Jan 30, 2013, 03.44 PM | Source: Moneycontrol.com
Brokerage house Citi does not expect a significant uptick in domestic steel demand and prices.
Brokerage house Citi does not expect a significant uptick in domestic steel demand and prices. It has downgraded its rating on Steel Authority to ‘sell’ from ‘neutral’ and retained its buy on Tata Steel with a cut in earnings forecast, but raising target price to Rs 508 from Rs 430 earlier.
And while steel producers have announced a Rs 1000/tonne hike in hot rolled coil prices this month, Citi analyst Raashi Chopra is not certain if the hike can be enforced, given weak demand.

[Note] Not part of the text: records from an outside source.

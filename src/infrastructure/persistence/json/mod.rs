//! JSON 文件存储实现

mod analysis_source;
mod contract_repo;

pub use analysis_source::JsonAnalysisSource;
pub use contract_repo::JsonContractRepository;
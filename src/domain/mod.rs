//! Domain Layer - 领域层
//!
//! 包含三个限界上下文:
//! - Asset Context: 声线资产目录
//! - Contract Context: 角色契约
//! - Enforcement Context: 契约执行

pub mod asset;
pub mod contract;
pub mod enforcement;

// 共享的声学词汇表
mod acoustics;

pub use acoustics::{AgeRange, Gender, PitchRange};
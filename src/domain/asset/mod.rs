//! Asset Context - 声线资产限界上下文
//!
//! 职责:
//! - 声线声学画像管理
//! - 目录筛选与兼容性评分
//! - 内置声线表

mod aggregate;
mod catalog;
pub mod registry;
mod value_objects;

pub use aggregate::VoiceAsset;
pub use catalog::{compatibility_score, AssetCatalog, AssetQuery, CompatibilityReport};
pub use value_objects::{AssetId, Capability, EmotionalRange, Provider};
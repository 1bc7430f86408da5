//! Query Handlers 实现
//!
//! 所有 QueryHandler 的具体实现

mod asset_handlers;
mod contract_handlers;
mod enforcement_handlers;

pub use asset_handlers::*;
pub use contract_handlers::*;
pub use enforcement_handlers::*;
//! 应用层 - 查询（读操作）
//!
//! CQRS 查询侧：处理所有读操作

mod asset_queries;
mod contract_queries;
mod enforcement_queries;

pub mod handlers;

pub use asset_queries::*;
pub use contract_queries::*;
pub use enforcement_queries::*;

Steel consumption rose 4 percent during April-December this year, compared to 10.6% in FY11 and 5.5% in FY12.
"Pricing upside is capped as imports (+ 15% year-on-year in Apr-Dec12), particularly from China/FTA countries, are high (and could worsen if China increases exports/export rebates)," Chopra wrote in a note to clients.
Here is why Citi is bearish on SAIL and bullish on Tata Steel
"SAIL’s stock is up 12% over the past three months, in our view already discounting expectations of margin improvement in FY14 (higher volumes; lower coking coal costs). At 7.3 times FY14E EV/EBITDA (global average 6.5 times), valuations look stretched given limited upside to steel prices, downside risk to volumes (three successive years of declining volumes, inventory buildup), and cost concerns (uncertainty on wages)."
"While we cut earnings for Tata Steel, we see greater visibility for TSL's India’s earnings vs. other India steel makers as volumes have been more resilient.
As a bonus, TSL is an option on a European recovery/improvement scenario a USD 5 EBITDA/tonne swing in TSE impacts consolidated earnings by 11%."